§ What you should do
Copy word for word, please, the lines of the entries below running from the one containing "#[derive(Debug, Clone)]" to the one containing "fn parse(text: &str)", both ends included.

§ Data under study
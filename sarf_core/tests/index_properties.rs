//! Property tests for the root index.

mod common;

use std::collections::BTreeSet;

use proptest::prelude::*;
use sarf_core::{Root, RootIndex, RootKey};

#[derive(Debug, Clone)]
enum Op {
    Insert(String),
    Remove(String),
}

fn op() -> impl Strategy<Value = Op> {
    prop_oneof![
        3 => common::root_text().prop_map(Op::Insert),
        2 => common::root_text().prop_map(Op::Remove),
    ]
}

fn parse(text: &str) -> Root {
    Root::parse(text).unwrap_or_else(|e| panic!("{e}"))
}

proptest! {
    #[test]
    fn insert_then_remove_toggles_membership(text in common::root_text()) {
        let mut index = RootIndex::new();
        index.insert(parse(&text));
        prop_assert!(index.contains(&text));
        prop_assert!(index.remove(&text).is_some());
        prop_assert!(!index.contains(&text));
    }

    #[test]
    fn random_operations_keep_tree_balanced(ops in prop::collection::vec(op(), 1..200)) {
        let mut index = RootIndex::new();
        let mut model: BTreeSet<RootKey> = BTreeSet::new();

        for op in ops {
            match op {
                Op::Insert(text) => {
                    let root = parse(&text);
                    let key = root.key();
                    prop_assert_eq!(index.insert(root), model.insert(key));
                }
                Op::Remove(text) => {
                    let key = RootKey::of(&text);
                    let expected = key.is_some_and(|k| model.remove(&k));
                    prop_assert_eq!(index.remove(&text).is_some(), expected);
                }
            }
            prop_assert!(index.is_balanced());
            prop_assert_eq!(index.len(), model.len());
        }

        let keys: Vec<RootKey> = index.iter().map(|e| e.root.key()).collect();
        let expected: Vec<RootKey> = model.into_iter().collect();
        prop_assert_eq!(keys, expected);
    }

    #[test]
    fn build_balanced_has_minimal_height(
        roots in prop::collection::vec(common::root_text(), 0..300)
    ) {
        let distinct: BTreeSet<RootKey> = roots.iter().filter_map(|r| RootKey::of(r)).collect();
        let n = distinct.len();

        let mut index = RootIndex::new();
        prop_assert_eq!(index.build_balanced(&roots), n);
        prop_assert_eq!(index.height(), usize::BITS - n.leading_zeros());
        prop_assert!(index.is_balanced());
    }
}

§ Result of the exercise
#[derive(Debug, Clone)]
enum Op {
    Insert(String),
    Remove(String),
}

fn op() -> impl Strategy<Value = Op> {
    prop_oneof![
        3 => common::root_text().prop_map(Op::Insert),
        2 => common::root_text().prop_map(Op::Remove),
    ]
}

fn parse(text: &str) -> Root {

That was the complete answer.